State Broadcasters - The Ship and the Iceberg
As the years pass it becomes an increasingly rare treat to stumble upon a record that I instantly feel has been made, like a Thomson Holiday, with me in mind. I don’t know whether that reveals more about my curmudgeonly dotage or the paucity of the current music scene. I am, however, sure that The State Broadcasters have just made my ideal album which, to paraphrase Morrissey, says everything to me about my life. A soupçon of hyperbole on my part of course but, hey, I’m in a dizzy haze, the sun is shining, the beer is flowing and the soundtrack is divine.

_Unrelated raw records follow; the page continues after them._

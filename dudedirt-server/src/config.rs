// dudedirt-server/src/config.rs

use std::env;

#[derive(Debug, Clone)]
pub struct ServerConfig {
    pub bind_addr: String,
    pub database_path: String,
    pub weather_api_key: Option<String>,
    pub weather_location: String,
    pub wizard_timeout_minutes: i64,
}

impl ServerConfig {
    pub fn from_env() -> Self {
        Self {
            bind_addr: env::var("BIND_ADDR").unwrap_or_else(|_| "127.0.0.1:8080".to_string()),
            database_path: env::var("DATABASE_URL")
                .unwrap_or_else(|_| "data/dudedirt.db".to_string()),
            weather_api_key: env::var("WEATHER_API_KEY").ok(),
            weather_location: env::var("WEATHER_LOCATION")
                .unwrap_or_else(|_| "Miami, FL".to_string()),
            wizard_timeout_minutes: env::var("WIZARD_TIMEOUT_MINUTES")
                .ok()
                .and_then(|v| v.parse().ok())
                .unwrap_or(30),
        }
    }
}
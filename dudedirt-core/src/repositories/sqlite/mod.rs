pub mod booking;
pub mod catalog;
pub mod point_transaction;
pub mod user;

pub use booking::SqliteBookingRepository;
pub use catalog::SqliteCatalogRepository;
pub use point_transaction::SqlitePointTransactionRepository;
pub use user::SqliteUserRepository;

Operating under the simple manifesto of ‘no guitar solos’ The State Broadcasters have masterfully crafted an album which confidently sits astride traditional Celtic folk music, alt-country and twee indie pop, effortlessly blending multiple vocal harmonies with a bewildering array of traditional instrumentation. This is a remarkable feat for a band formed by librarians which, astonishingly, only released its first single in 2008. That single, Let’s Make T-Shirts is also included on this release and sets the tone for an album which, lyrically, is dominated by sepia tinged personal introspection and reflection. The perfect example of this being Grass Stains, the effortlessly airy rendition of an abruptly disrupted childhood which spirals from schoolboy sexual awakening to minimum wage parenthood and marriage within 33 weeks. An optimistic, rural counterpoint to the Specials Too Much Too Young perhaps?
There are also moments of fragile, melancholic beauty, such as Archie's Tears which recall the early recordings of the Cowboy Junkies or even After the Fight which uses repetition to create a Nyman-esque scoundscape which effortlessly embraces celtic folk melody.
This album contains all human life, yet never strays far from its own backyard, global politics seem inconsequential when set against these micro tales of birth, death, love, hate, joy and regret. The Ship and the Iceberg is an album infused, like all great art, with hope and beauty and there can be few whose lives would not be enriched by a little more hope and beauty.